Trangia

This is my Trangia camp stove. I made some good little burners out of beer cans, but the Trangia is such a neat package that I think it is worth the money. It comes with three cooking pots and a handle, with a wind shield, and  you can pack the burner  with fuel left in it (once cool) so it's a lot less messy than the home made jobs.

Normally when I'm touring, I have four meals a day, plus snacks, and lose around a kilogram a week. The upcoming trip is ten weeks, and it will be interesting to see if exercise can outrun calories — outride, in this case—for that long. I think the link above probably missed a few things- I'm sure there must have been fruit cake in all that- and on that four week trip I lost over four kilos.

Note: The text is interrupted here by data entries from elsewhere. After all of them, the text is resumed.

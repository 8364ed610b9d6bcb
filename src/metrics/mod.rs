use crate::error::{GatewayError, Result};
use crate::rate_limit::{StoreKind, Tier};
use axum::{
    extract::{Request, State},
    http::{header, StatusCode},
    middleware::Next,
    response::{IntoResponse, Response},
};
use metrics::{counter, describe_counter, describe_gauge, describe_histogram, gauge, histogram};
use metrics_exporter_prometheus::{PrometheusBuilder, PrometheusHandle};
use std::sync::Mutex;
use std::time::{Duration, Instant};
use tracing::{debug, info};

/// The recorder can be installed once per process
static HANDLE: Mutex<Option<PrometheusHandle>> = Mutex::new(None);

/// Metrics service for collecting and exposing Prometheus metrics
#[derive(Clone)]
pub struct MetricsService {
    handle: PrometheusHandle,
}

impl MetricsService {
    /// Install the Prometheus recorder, or reuse the one already installed
    pub fn new() -> Result<Self> {
        let mut slot = HANDLE
            .lock()
            .map_err(|_| GatewayError::Internal("metrics handle lock poisoned".to_string()))?;

        if let Some(handle) = slot.as_ref() {
            return Ok(Self {
                handle: handle.clone(),
            });
        }

        let handle = PrometheusBuilder::new().install_recorder().map_err(|e| {
            GatewayError::Internal(format!("Failed to install metrics recorder: {}", e))
        })?;

        // Register all metrics with descriptions
        Self::register_metrics();
        info!("Metrics service initialized successfully");

        *slot = Some(handle.clone());
        Ok(Self { handle })
    }

    /// Register all metrics with descriptions
    fn register_metrics() {
        describe_counter!(
            "gateway_requests_total",
            "Total number of HTTP requests received"
        );
        describe_histogram!(
            "gateway_request_duration_seconds",
            "HTTP request latencies in seconds"
        );

        describe_counter!(
            "gateway_backend_requests_total",
            "Total number of requests sent to backends"
        );
        describe_counter!(
            "gateway_backend_errors_total",
            "Total number of backend transport errors"
        );
        describe_histogram!(
            "gateway_backend_duration_seconds",
            "Backend request latencies in seconds"
        );

        describe_counter!(
            "gateway_auth_failures_total",
            "Total number of authentication failures"
        );
        describe_counter!(
            "gateway_rate_limit_exceeded_total",
            "Total number of requests rejected due to rate limiting"
        );
        describe_gauge!(
            "gateway_shared_store_active",
            "Rate limit counting store (1 = shared, 0 = local)"
        );

        debug!("All metrics registered with descriptions");
    }

    /// Render metrics in Prometheus format
    pub fn render(&self) -> String {
        self.handle.render()
    }
}

/// Metrics endpoint handler
pub async fn metrics_handler(State(service): State<MetricsService>) -> impl IntoResponse {
    (
        StatusCode::OK,
        [(header::CONTENT_TYPE, "text/plain; version=0.0.4")],
        service.render(),
    )
}

/// Count every request and its latency
pub async fn track_requests(request: Request, next: Next) -> Response {
    let method = request.method().to_string();
    let start = Instant::now();

    let response = next.run(request).await;
    record_request(&method, response.status().as_u16(), start.elapsed());
    response
}

/// Record a request metric
pub fn record_request(method: &str, status: u16, duration: Duration) {
    let labels = [
        ("method", method.to_string()),
        ("status", status.to_string()),
    ];
    counter!("gateway_requests_total", &labels).increment(1);
    histogram!("gateway_request_duration_seconds", &labels).record(duration.as_secs_f64());
}

/// Record a completed backend call
pub fn record_backend_request(service: &str, status: u16, duration: Duration) {
    let labels = [
        ("service", service.to_string()),
        ("status", status.to_string()),
    ];
    counter!("gateway_backend_requests_total", &labels).increment(1);
    histogram!("gateway_backend_duration_seconds", "service" => service.to_string())
        .record(duration.as_secs_f64());
}

/// Record a backend call that failed at the transport level
pub fn record_backend_error(service: &str) {
    counter!("gateway_backend_errors_total", "service" => service.to_string()).increment(1);
}

/// Record an authentication rejection
pub fn record_auth_failure(reason: &str) {
    counter!("gateway_auth_failures_total", "reason" => reason.to_string()).increment(1);
}

/// Record rate limit exceeded
pub fn record_rate_limit_exceeded(tier: Tier) {
    counter!("gateway_rate_limit_exceeded_total", "tier" => tier.as_str()).increment(1);
}

/// Record which counting store was selected at startup
pub fn record_store_backend(kind: StoreKind) {
    let active = match kind {
        StoreKind::Shared => 1.0,
        StoreKind::Local => 0.0,
    };
    gauge!("gateway_shared_store_active").set(active);
}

In the past, I've taken my own high calorie muesli with powdered milk added in, for breakfast, and I'll do that again. I buy at least one steak sandwich with the lot, or similar, each day, and supplement this with fruit, carrots, broccoli, fruit cake, nuts, and meat pies. And chocolate milk— yes, you still lose weight!

On overnight camps between distant towns, tins of beans or stew are a good variation, although it's too heavy and bulky to carry more than two or three. If there is hot water at a camp site, it's simple to stick a can in a sink and heat it up that way; no washing up afterwards.

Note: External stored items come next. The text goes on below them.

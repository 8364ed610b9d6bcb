//! Per-request state shared between pipeline stages
//!
//! Stages do not reach into each other. Each one reads the
//! [`RequestContext`] from the request extensions, derives a new value with
//! what it learned, and attaches it for the stages after it.

use crate::auth::AuthContext;
use axum::extract::{ConnectInfo, Request};
use std::net::SocketAddr;

/// What earlier stages learned about a request
#[derive(Debug, Clone, Default)]
pub struct RequestContext {
    /// Transport peer address, absent when the server was not started with
    /// connect info
    pub peer: Option<SocketAddr>,
    /// Set by the whitelist stage
    pub skip_rate_limit: bool,
    /// Set once a bearer token has been verified
    pub auth: Option<AuthContext>,
}

impl RequestContext {
    pub fn new(peer: Option<SocketAddr>) -> Self {
        Self {
            peer,
            ..Default::default()
        }
    }

    /// The context attached to `request`, or a fresh one built from its
    /// connect info
    pub fn from_request(request: &Request) -> Self {
        if let Some(ctx) = request.extensions().get::<RequestContext>() {
            return ctx.clone();
        }

        let peer = request
            .extensions()
            .get::<ConnectInfo<SocketAddr>>()
            .map(|ConnectInfo(addr)| *addr);
        Self::new(peer)
    }

    /// Mark the request as exempt from rate limiting
    pub fn exempt(self) -> Self {
        Self {
            skip_rate_limit: true,
            ..self
        }
    }

    /// Record the verified identity of the caller
    pub fn with_auth(self, auth: AuthContext) -> Self {
        Self {
            auth: Some(auth),
            ..self
        }
    }

    /// Store this context on the request, replacing any previous one
    pub fn attach(self, request: &mut Request) {
        request.extensions_mut().insert(self);
    }
}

But on this trip, I will be spending a six day stretch, and then a ten day stretch, between towns; no shops and only an occasional fuel stop with junk food. Part of my strategy is to have a big dried food meal each day.

Dried food is hideously expensive; even the old staple of Surprise Peas is $42.00 a kilo at my local supermarket, and the only other stuff widely available is noodles.  Everything else is pouches with sauce.  Real dried meals by people like Back Country are expensive, and I have discovered some of them have additives that give me a nasty allergic reaction.

I'm drying my own stuff; carrots, peas, beans, broccoli, sweetcorn potato and pumpkin. Tonight's meal is a chickpea and rice base, to which I will add beans and broccoli and other vegies, and at the end, dried beef mix. This thickens it all up into a stew. Dutch Curry and Rice soup does the same trick. The  flavoured beef mix doesn't make me sick, and since I've found drying meat is a much messier business than drying vegetables, I'm buying in enough for my trip.

I'll still carry along the usual fruit cake and nuts etc., and buy fruit in the major towns, but the major meal of the day will be an evening cook-up. I'll shove rice and chickpeas in a container as I go to bed to rehydrate and save cooking time the next evening.

I'll leave Adelaide with a store of food for around 10 evenings. I won't need this until I leave Quorn. Then I'll pick up a pile I'm sending on to my cousin Kev in Alice Springs, and perhaps another batch a fortnight further on.

The stove burns meths; you add about a teaspoon of water and it burns nice and clean with no soot on the saucepan. Tonight took about half an hour, with some fuel in reserve.

It all came up as a decent stew, although I will have to forgo the beer on most occasions. The good news is I won't have to fend off Reepicheep, who took far too much interest in the whole process.